«Nessuno ha voluto ingannare la Asl»
Le motivazioni per cui i giudici hanno assolto tecnici e dirigenti per il caso delle timbrature fuori sede
TERAMO. E’ nella carenza dell’elemento soggettivo dell’ipotesi di truffa contestata ai tre tecnici e nella estraneità ad ogni fatto dei due dirigenti che i giudici trovano il filo conduttore delle motivazioni della sentenza di assoluzione per il caso delle presunte timbrature illegittime dei cartellini alla Asl.
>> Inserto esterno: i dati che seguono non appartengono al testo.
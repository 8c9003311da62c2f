// Message types
//
// Message is one turn in a conversation. Messages are never mutated after
// construction; the conversation state only ever appends them.

use serde::{Deserialize, Serialize};
use uuid::Uuid;

use crate::tool_types::ToolCall;

/// Who authored a message
#[derive(Debug, Clone, Copy, PartialEq, Eq, Serialize, Deserialize)]
#[serde(rename_all = "snake_case")]
pub enum MessageRole {
    /// Instructions; never stored in history by the loop
    System,
    User,
    /// Assistant response, possibly requesting tools
    Assistant,
    /// Output of one tool call
    Tool,
}

impl std::fmt::Display for MessageRole {
    fn fmt(&self, f: &mut std::fmt::Formatter<'_>) -> std::fmt::Result {
        match self {
            MessageRole::System => write!(f, "system"),
            MessageRole::User => write!(f, "user"),
            MessageRole::Assistant => write!(f, "assistant"),
            MessageRole::Tool => write!(f, "tool"),
        }
    }
}

/// One entry of the conversation history
#[derive(Debug, Clone, PartialEq, Serialize, Deserialize)]
pub struct Message {
    /// Message ID; generated when the caller does not provide one
    #[serde(default = "new_message_id")]
    pub id: String,

    pub role: MessageRole,

    /// May be empty on assistant messages that only call tools
    #[serde(default)]
    pub content: String,

    /// Tool name (tool-result messages)
    #[serde(default, skip_serializing_if = "Option::is_none")]
    pub name: Option<String>,

    /// Tool calls requested by the assistant
    #[serde(default, skip_serializing_if = "Option::is_none")]
    pub tool_calls: Option<Vec<ToolCall>>,

    /// ID of the tool call this message answers (tool-result messages)
    #[serde(default, skip_serializing_if = "Option::is_none")]
    pub tool_call_id: Option<String>,
}

fn new_message_id() -> String {
    Uuid::now_v7().to_string()
}

impl Message {
    fn with_role(role: MessageRole, content: impl Into<String>) -> Self {
        Self {
            id: new_message_id(),
            role,
            content: content.into(),
            name: None,
            tool_calls: None,
            tool_call_id: None,
        }
    }

    pub fn user(content: impl Into<String>) -> Self {
        Self::with_role(MessageRole::User, content)
    }

    pub fn system(content: impl Into<String>) -> Self {
        Self::with_role(MessageRole::System, content)
    }

    pub fn assistant(content: impl Into<String>) -> Self {
        Self::with_role(MessageRole::Assistant, content)
    }

    /// Assistant turn requesting tools; no calls means a plain answer
    pub fn assistant_with_tools(content: impl Into<String>, tool_calls: Vec<ToolCall>) -> Self {
        let mut msg = Self::assistant(content);
        if !tool_calls.is_empty() {
            msg.tool_calls = Some(tool_calls);
        }
        msg
    }

    /// Result for `tool_call`, with an ID derived from the call ID
    pub fn tool_result(tool_call: &ToolCall, content: impl Into<String>) -> Self {
        Self {
            id: format!("{}-result", tool_call.id),
            role: MessageRole::Tool,
            content: content.into(),
            name: Some(tool_call.name.clone()),
            tool_calls: None,
            tool_call_id: Some(tool_call.id.clone()),
        }
    }

    /// Replace the generated ID
    pub fn with_id(mut self, id: impl Into<String>) -> Self {
        self.id = id.into();
        self
    }

    pub fn has_tool_calls(&self) -> bool {
        self.tool_calls.as_ref().is_some_and(|tc| !tc.is_empty())
    }

    /// Tool calls carried by this message (empty if none)
    pub fn tool_calls(&self) -> &[ToolCall] {
        self.tool_calls.as_deref().unwrap_or_default()
    }
}

#[cfg(test)]
mod tests {
    use super::*;

    #[test]
    fn test_user_message() {
        let msg = Message::user("Hello");
        assert_eq!(msg.role, MessageRole::User);
        assert_eq!(msg.content, "Hello");
        assert!(!msg.has_tool_calls());
    }

    #[test]
    fn test_assistant_with_empty_tools_is_plain() {
        let msg = Message::assistant_with_tools("done", Vec::new());
        assert!(msg.tool_calls.is_none());
    }

    #[test]
    fn test_tool_result_message() {
        let call = ToolCall::new("call_123", "search", serde_json::json!({"query": "x"}));
        let msg = Message::tool_result(&call, "found");

        assert_eq!(msg.role, MessageRole::Tool);
        assert_eq!(msg.tool_call_id.as_deref(), Some("call_123"));
        assert_eq!(msg.name.as_deref(), Some("search"));
        assert_eq!(msg.id, "call_123-result");
    }

    #[test]
    fn test_deserialize_without_id() {
        let msg: Message = serde_json::from_str(r#"{"role": "user", "content": "hi"}"#).unwrap();
        assert!(!msg.id.is_empty());
        assert_eq!(msg.role, MessageRole::User);
    }

    #[test]
    fn test_serialization_omits_absent_fields() {
        let json = serde_json::to_value(Message::user("hi").with_id("m1")).unwrap();
        assert_eq!(
            json,
            serde_json::json!({"id": "m1", "role": "user", "content": "hi"})
        );
    }
}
Così, infatti, il giudice relatore Lorenzo Prudenzano ricostruisce nelle 29 pagine di motivazioni della sentenza emessa a marzo dal collegio presieduto da Franco Tetto a latere Sergio Umbriano e Prudenzano). «E’ ragionevole ipotizzare», si legge a pagina 23 delle motivazioni, «che la conservazione nel tempo del regime autorizzatorio avesse ingenerato nei dipendenti in questione il legittimo affidamento in relazione alla possibilità di timbrare presso il Dsb e dal 2008 perfino in tutte le sedi Asl del distretto. D’altro canto la contradditoria gestione del sistema di autorizzazioni alla timbratura fuori sede non consente di sciogliere il dubbio in ordine alla effettiva consapevolezza da parte degli imputati di tenere un comportamento contrario alla normativa regolamentare di settore». Sotto accusa erano finiti due dirigenti e tre dipendenti del Sian (servizio igiene alimenti e nutrizione) e del servizio prevenzione e sicurezza sui luoghi di lavoro. A dover rispondere di truffa aggravata erano i tecnici Sergio D'Ostilio, Marcello Volpi e Guido De Carolis, tutti accusati di aver timbrato il cartellino, in numerose occasioni, in un ufficio diverso dalla propria sede di lavoro. Insieme a loro erano finiti a processo anche il dirigente del Sian Maria Maddalena Marconi e il dirigente del settore prevenzione e sicurezza sui luoghi di lavoro Valerio Benucci che dovevano rispondere di concorso in truffa aggravata con gli altri imputati perché accusati di averli autorizzati illegittimamente a timbrare in altre sedi rispetto a quella di lavoro. E a questo proposito scrivono i giudici: «Occorre affermare che i dirigenti Marconi e Benucci non avevano adottato alcun provvedimento amministrativo idoneo ad ingannare l’amministrazione, ma si erano limitati ad autorizzare le timbrature fuori sede in funzione del principio di efficienza dell’azione amministrativa e nel solco di risalenti autorizzazioni fornite da altri dirigenti, ancorchè eventualmente in violazione delle norme di regolamento aziendale, con la (implicita) premessa che l’attività di alcuni dipendenti pubblici si svolgeva sovente nell’intero territorio del distretto teramano».(d.p.)